L'Art : victime collatérale du succès d'Intouchables ?
Intouchables a déjà rassemblé des millions de spectateurs autour de sa belle histoire d'amitié entre un nanti tétraplégique et un jeune de banlieue. Dans toutes les discussions autour du film, un point récurrent est particulièrement intéressant : le traitement réservé à l'art bourgeois.
L'Art bourgeois ridiculisé
Vous n'avez pas pu passer à côté, vous faites même probablement partie des millions de personnes qui ont déjà vu le film : Intouchables d'Eric Toledano et Olivier Nakache est l'énorme carton français de cette fin d'année. Bénéficiant d'une presse quasi-unanime et d'un formidable bouche à oreille, le film dont on vantera ici ou là l'élégance ou la drôlerie, mais surtout l'indéniable performance d'Omar Sy, récolte tous les suffrages.
Seule ombre au tableau (quoi que Libé en liste un paquet d'autres) : un mépris affirmé pour l'art et la culture.
Scènes après scènes - il faut l'avouer, particulièrement drôles - le film épingle l'art bourgeois jusqu'à l'indigestion. Le verdict est sans appel :
- l'opéra c'est ridicule,
- l'art contemporain c'est de l'arnaque,
- la musique classique c'est chiant,
- la poésie c'est ringard.
Un discours subversif ou conformiste ?
Ce démontage en règle, et sans réel contrepoint, est assez singulier.

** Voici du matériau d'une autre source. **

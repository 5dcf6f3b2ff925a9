//! Collapse overlapping or touching intervals into a minimal disjoint list.

use crate::interval::Interval;

/// Merge overlapping or adjacent intervals.
///
/// Returns an ascending, pairwise-disjoint list. Zero-length intervals are kept
/// and take part in merging like any other interval; the sweep stage is where
/// they cancel out.
pub fn merge_intervals(intervals: &[Interval]) -> Vec<Interval> {
    if intervals.is_empty() {
        return Vec::new();
    }

    // Sort by start time (then by end time for stability).
    let mut sorted = intervals.to_vec();
    sorted.sort_by_key(|iv| (iv.start, iv.end));

    let mut merged: Vec<Interval> = Vec::with_capacity(sorted.len());
    for iv in sorted {
        if let Some(last) = merged.last_mut() {
            if iv.start <= last.end {
                // Overlapping or adjacent: extend the current run.
                last.end = last.end.max(iv.end);
                continue;
            }
        }
        merged.push(iv);
    }

    merged
}
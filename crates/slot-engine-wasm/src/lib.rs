//! WASM bindings for slot-engine.
//!
//! Exposes bookable-window computation and availability rule expansion to
//! JavaScript via `wasm-bindgen`. All complex types cross the boundary as JSON
//! strings.
//!
//! ## Build process
//!
//! ```sh
//! cargo build -p slot-engine-wasm --target wasm32-unknown-unknown --release
//! wasm-bindgen --target nodejs --out-dir packages/slot-engine-js/wasm/ \
//!   target/wasm32-unknown-unknown/release/slot_engine_wasm.wasm
//! ```

use chrono::{Duration, NaiveDateTime};
use serde::Deserialize;
use slot_engine::{AvailabilityRule, BookableWindow, Constraints, Interval};
use wasm_bindgen::prelude::*;

/// Input format for intervals passed from JavaScript.
#[derive(Deserialize)]
struct IntervalInput {
    start: String,
    end: String,
}

/// Convert a JSON array of `{start, end}` objects into validated intervals.
fn parse_intervals_json(json: &str, what: &str) -> Result<Vec<Interval>, String> {
    let inputs: Vec<IntervalInput> = serde_json::from_str(json)
        .map_err(|e| format!("Invalid {} JSON: {}", what, e))?;

    inputs
        .into_iter()
        .map(|input| Interval::parse(&input.start, &input.end).map_err(|e| e.to_string()))
        .collect()
}

/// Parse `{minimum_notice_minutes, max_per_day}`; an empty string means unconstrained.
fn parse_constraints_json(json: &str) -> Result<Constraints, String> {
    if json.trim().is_empty() {
        return Ok(Constraints::unconstrained());
    }
    serde_json::from_str(json).map_err(|e| format!("Invalid constraints JSON: {}", e))
}

fn to_json<T: serde::Serialize>(value: &T) -> Result<String, String> {
    serde_json::to_string(value).map_err(|e| format!("Serialization error: {}", e))
}

/// Pipeline inputs decoded from the JSON arguments.
struct Request {
    availability: Vec<Interval>,
    taken: Vec<Interval>,
    constraints: Constraints,
    now: NaiveDateTime,
}

fn parse_request(
    availability_json: &str,
    taken_json: &str,
    constraints_json: &str,
    now: &str,
) -> Result<Request, String> {
    Ok(Request {
        availability: parse_intervals_json(availability_json, "availability")?,
        taken: parse_intervals_json(taken_json, "taken")?,
        constraints: parse_constraints_json(constraints_json)?,
        now: slot_engine::parse_datetime(now).map_err(|e| e.to_string())?,
    })
}

fn compute_availability_json(
    availability_json: &str,
    taken_json: &str,
    constraints_json: &str,
    now: &str,
) -> Result<String, String> {
    let req = parse_request(availability_json, taken_json, constraints_json, now)?;
    let windows =
        slot_engine::compute_availability(&req.availability, &req.taken, &req.constraints, req.now);
    let dtos: Vec<BookableWindow> = windows.iter().map(BookableWindow::from).collect();
    to_json(&dtos)
}

fn find_first_bookable_json(
    availability_json: &str,
    taken_json: &str,
    constraints_json: &str,
    now: &str,
    min_minutes: u32,
) -> Result<String, String> {
    let req = parse_request(availability_json, taken_json, constraints_json, now)?;
    let first = slot_engine::find_first_bookable(
        &req.availability,
        &req.taken,
        &req.constraints,
        req.now,
        Duration::minutes(i64::from(min_minutes)),
    )
    .map(|w| BookableWindow::from(&w));
    to_json(&first)
}

fn expand_rules_json(
    rules_json: &str,
    timezone: &str,
    until: Option<&str>,
    max_count: Option<u32>,
) -> Result<String, String> {
    let rules: Vec<AvailabilityRule> =
        serde_json::from_str(rules_json).map_err(|e| format!("Invalid rules JSON: {}", e))?;
    let intervals = slot_engine::expand_rules(&rules, timezone, until, max_count)
        .map_err(|e| e.to_string())?;
    to_json(&intervals)
}

// ---------------------------------------------------------------------------
// WASM exports
// ---------------------------------------------------------------------------

/// Compute the bookable windows for a resource.
///
/// `availability_json` and `taken_json` are JSON arrays of `{start, end}`
/// objects in the owner's local time. `constraints_json` is
/// `{"minimum_notice_minutes": n, "max_per_day": n}` (either may be omitted,
/// or pass an empty string). `now` is the current owner-local time.
///
/// Returns a JSON array of `{start, end, duration_minutes}` objects.
#[wasm_bindgen(js_name = "computeAvailability")]
pub fn compute_availability(
    availability_json: &str,
    taken_json: &str,
    constraints_json: &str,
    now: &str,
) -> Result<String, JsValue> {
    compute_availability_json(availability_json, taken_json, constraints_json, now)
        .map_err(|e| JsValue::from_str(&e))
}

/// Return the first bookable window of at least `min_minutes`, as a JSON
/// object, or `"null"` when none fits.
#[wasm_bindgen(js_name = "findFirstBookable")]
pub fn find_first_bookable(
    availability_json: &str,
    taken_json: &str,
    constraints_json: &str,
    now: &str,
    min_minutes: u32,
) -> Result<String, JsValue> {
    find_first_bookable_json(
        availability_json,
        taken_json,
        constraints_json,
        now,
        min_minutes,
    )
    .map_err(|e| JsValue::from_str(&e))
}

/// Expand recurring availability rules into a JSON array of `{start, end}`.
///
/// # Arguments
/// - `rules_json` -- JSON array of `{rrule, dtstart, duration_minutes, exdates?}`
/// - `timezone` -- IANA timezone (e.g., "America/Los_Angeles")
/// - `until` -- Optional end boundary for expansion (local datetime string)
/// - `max_count` -- Optional maximum number of instances per rule
#[wasm_bindgen(js_name = "expandAvailabilityRules")]
pub fn expand_availability_rules(
    rules_json: &str,
    timezone: &str,
    until: Option<String>,
    max_count: Option<u32>,
) -> Result<String, JsValue> {
    expand_rules_json(rules_json, timezone, until.as_deref(), max_count)
        .map_err(|e| JsValue::from_str(&e))
}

Si le cinéma populaire français n'a pas attendu la gouaille d'Omar Sy pour moquer l'art contemporain notamment (on se souvient par exemple du monochrome blanc des Trois frères) on peut s'étonner d'une telle subversion dans ce qui restera sans aucun doute comme la comédie familiale de l'année. Mais s'agit-il vraiment de subversion ? Dans sa critique du film, Jean-Marc Lalanne des Inrocks relève le paradoxe : « si les pratiques culturelles de la classe dominante sont raillées [...], les signes matériels de richesse (grosse voiture, avion privé) sont considérés avec la plus grande bienveillance. »
Le « non-politiquement correct » assumé dont se réjouit Pascal Riché sur Rue89 n'est-il pas plutôt l'accomplissement de la doctrine bling-bling du quinquennat Sarkozy, qui troquerait sans ciller une édition originale de La Princesse de Clèves contre un yacht ou une rolex ? N'allons pas trop vite.
À l'opposé de Mon Pire cauchemar
Le hasard du calendrier nous permet une comparaison intéressante. Sorti une semaine après, Mon pire cauchemar d'Anne Fontaine repose sur un schéma relativement similaire : une handicapée des sentiments (Isabelle Huppert) et conservatrice de la Fondation Cartier fait la rencontre d'un prolo (Benoît Poelvoorde) un brin vulgaire mais pétri de bon sens populaire. Dans un effort réciproque, elle tentera de l'initier à l'art contemporain en échange d'une sommaire leçon de vie.
Le respect, voire l'admiration, pour l'artiste ne fait aucun doute de la part d'Anne Fontaine. Le célèbre photographe Hiroshi Sugimoto, qui apparaît d'ailleurs dans une scène, est même allé jusqu'à vandaliser lui-même son oeuvre pour les besoins du film. Ici, l'art se rabaisse pour mieux s'élever. Seulement cette réconciliation des classes sonne horiblement faux. Dans cette célébration d'une créativité et d'un prétendu bon goût universels (Poelvoorde se révèle artiste à son insu au point d'être finalement exposé), Anne Fontaine ne fait qu'imposer le modèle culturel de son milieu.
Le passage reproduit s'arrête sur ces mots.